++++ SOURCE MATERIAL ++++
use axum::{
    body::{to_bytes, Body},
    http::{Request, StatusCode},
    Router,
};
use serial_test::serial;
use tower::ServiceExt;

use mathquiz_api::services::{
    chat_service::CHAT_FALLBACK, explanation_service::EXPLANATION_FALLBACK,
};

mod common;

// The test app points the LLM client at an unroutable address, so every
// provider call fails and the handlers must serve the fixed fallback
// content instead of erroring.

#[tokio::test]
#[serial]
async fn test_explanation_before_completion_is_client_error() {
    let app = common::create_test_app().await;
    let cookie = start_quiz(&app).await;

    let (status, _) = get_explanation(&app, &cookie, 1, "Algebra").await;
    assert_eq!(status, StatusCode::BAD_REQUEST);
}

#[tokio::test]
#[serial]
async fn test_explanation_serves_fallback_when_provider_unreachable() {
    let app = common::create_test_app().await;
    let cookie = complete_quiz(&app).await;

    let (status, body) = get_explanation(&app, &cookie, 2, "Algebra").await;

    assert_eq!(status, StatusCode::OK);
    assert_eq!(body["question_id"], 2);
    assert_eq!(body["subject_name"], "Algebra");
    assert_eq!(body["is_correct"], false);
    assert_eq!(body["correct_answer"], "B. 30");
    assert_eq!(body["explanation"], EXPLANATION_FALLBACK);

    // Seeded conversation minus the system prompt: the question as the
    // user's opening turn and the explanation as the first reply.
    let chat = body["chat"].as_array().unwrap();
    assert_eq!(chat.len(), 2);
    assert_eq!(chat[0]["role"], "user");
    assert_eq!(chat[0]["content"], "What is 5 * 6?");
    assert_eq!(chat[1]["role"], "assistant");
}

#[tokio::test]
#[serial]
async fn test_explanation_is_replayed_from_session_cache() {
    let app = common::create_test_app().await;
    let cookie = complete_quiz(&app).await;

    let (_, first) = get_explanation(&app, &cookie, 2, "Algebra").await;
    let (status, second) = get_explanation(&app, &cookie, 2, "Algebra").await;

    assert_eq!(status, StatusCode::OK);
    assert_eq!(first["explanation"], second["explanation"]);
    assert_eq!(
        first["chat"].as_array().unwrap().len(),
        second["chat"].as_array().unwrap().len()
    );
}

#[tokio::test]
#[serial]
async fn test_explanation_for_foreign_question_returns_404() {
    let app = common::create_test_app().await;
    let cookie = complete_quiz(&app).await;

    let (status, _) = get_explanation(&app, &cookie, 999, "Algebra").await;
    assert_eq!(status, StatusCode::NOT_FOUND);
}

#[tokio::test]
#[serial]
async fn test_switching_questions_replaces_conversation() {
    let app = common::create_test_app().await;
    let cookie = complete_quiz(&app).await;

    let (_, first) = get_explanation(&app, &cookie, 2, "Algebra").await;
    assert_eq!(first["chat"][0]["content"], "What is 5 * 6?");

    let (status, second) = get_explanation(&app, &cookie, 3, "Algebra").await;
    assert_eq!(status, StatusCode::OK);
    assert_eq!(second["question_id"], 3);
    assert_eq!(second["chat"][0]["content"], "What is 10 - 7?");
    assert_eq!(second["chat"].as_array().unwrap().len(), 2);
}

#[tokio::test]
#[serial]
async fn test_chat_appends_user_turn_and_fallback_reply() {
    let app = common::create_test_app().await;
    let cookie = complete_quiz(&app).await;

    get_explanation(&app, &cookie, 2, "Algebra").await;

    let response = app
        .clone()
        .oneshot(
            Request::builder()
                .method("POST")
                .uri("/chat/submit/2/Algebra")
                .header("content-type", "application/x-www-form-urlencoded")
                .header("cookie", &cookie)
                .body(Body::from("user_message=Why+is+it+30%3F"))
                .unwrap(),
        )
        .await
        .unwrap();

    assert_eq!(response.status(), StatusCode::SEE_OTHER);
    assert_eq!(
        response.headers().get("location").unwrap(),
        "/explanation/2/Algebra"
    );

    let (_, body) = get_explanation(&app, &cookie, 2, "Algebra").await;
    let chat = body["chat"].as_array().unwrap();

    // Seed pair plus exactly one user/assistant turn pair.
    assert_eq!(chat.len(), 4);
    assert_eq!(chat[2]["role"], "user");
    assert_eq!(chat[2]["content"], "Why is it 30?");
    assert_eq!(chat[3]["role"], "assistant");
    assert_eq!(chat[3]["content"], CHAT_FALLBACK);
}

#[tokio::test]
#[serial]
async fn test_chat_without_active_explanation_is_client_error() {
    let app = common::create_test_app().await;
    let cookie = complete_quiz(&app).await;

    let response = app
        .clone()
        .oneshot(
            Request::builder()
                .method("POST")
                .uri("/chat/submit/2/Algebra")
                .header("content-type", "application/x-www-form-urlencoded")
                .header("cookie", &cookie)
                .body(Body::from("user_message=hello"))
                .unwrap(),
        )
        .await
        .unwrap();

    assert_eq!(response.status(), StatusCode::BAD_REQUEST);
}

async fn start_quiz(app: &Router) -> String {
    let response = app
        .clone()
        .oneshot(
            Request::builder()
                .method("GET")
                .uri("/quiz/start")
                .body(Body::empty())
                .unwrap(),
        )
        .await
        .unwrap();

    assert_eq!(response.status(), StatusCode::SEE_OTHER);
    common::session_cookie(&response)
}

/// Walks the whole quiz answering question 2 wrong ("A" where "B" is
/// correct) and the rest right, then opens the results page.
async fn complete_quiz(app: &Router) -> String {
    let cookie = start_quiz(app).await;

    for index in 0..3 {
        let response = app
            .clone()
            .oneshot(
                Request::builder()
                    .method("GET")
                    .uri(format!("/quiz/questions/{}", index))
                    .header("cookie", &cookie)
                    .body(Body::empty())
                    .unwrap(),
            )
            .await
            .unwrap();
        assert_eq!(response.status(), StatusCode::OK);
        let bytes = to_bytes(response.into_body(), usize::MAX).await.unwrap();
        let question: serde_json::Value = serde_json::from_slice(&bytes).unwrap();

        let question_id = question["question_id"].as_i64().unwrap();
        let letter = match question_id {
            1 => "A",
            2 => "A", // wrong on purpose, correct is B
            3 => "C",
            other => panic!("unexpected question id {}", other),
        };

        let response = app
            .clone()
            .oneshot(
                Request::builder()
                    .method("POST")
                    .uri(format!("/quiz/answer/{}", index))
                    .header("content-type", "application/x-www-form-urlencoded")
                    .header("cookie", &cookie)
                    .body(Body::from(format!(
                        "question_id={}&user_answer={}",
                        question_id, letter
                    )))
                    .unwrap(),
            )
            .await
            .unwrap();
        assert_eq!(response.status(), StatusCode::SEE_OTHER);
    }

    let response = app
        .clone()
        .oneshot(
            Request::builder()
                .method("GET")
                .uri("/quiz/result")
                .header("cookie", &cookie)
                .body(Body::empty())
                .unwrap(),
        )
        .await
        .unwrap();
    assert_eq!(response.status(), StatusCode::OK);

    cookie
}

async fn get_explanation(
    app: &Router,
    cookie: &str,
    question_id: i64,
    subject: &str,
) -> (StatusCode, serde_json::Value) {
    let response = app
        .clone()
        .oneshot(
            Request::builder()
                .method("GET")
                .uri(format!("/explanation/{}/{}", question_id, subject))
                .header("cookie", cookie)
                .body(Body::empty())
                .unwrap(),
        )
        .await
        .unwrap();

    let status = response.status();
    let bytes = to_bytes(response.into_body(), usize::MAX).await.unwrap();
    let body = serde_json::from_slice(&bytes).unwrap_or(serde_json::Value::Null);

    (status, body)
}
++++
++++ SOURCE MATERIAL ++++
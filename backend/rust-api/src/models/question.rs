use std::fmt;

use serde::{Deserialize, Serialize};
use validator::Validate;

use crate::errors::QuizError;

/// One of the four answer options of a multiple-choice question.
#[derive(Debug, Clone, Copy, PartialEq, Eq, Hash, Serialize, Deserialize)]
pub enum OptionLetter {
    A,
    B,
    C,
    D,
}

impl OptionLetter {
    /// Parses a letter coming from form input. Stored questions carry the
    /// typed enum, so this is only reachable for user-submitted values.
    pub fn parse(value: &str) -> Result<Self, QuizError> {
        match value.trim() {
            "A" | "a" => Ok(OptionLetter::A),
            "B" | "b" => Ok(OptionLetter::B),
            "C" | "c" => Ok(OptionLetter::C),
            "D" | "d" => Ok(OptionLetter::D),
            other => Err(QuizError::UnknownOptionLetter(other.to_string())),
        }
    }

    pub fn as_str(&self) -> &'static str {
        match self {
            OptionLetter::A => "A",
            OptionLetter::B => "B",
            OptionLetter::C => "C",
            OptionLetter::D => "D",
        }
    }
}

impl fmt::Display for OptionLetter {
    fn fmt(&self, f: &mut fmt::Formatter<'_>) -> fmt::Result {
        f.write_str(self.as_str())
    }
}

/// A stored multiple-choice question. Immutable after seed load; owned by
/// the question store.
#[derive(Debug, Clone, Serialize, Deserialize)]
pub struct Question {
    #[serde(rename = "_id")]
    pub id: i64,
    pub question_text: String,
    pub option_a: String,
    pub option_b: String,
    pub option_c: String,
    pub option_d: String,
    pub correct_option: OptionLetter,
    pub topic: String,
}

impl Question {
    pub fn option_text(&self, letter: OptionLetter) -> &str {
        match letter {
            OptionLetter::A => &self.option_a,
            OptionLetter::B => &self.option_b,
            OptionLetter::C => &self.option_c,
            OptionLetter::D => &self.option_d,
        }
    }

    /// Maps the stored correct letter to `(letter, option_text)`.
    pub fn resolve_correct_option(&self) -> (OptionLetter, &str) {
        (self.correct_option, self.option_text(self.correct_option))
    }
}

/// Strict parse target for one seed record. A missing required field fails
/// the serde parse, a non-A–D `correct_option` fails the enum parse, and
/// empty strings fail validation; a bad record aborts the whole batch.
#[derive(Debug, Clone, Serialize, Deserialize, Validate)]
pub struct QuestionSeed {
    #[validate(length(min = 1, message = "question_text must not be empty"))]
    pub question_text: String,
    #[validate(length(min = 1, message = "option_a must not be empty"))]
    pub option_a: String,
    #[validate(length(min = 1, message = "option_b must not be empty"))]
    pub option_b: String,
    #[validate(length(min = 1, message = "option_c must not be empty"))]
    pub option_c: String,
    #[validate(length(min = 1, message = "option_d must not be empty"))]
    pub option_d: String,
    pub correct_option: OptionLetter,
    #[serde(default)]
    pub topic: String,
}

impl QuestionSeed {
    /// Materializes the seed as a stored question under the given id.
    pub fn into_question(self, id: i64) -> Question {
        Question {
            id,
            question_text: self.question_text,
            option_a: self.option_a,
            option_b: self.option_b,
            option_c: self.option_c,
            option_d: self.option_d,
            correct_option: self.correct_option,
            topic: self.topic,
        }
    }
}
++++
ACTION ITEM: Identify every line above with the string "length" in it. Copy those lines.

TASK RESPONSE:
    #[validate(length(min = 1, message = "question_text must not be empty"))]
    #[validate(length(min = 1, message = "option_a must not be empty"))]
    #[validate(length(min = 1, message = "option_b must not be empty"))]
    #[validate(length(min = 1, message = "option_c must not be empty"))]
    #[validate(length(min = 1, message = "option_d must not be empty"))]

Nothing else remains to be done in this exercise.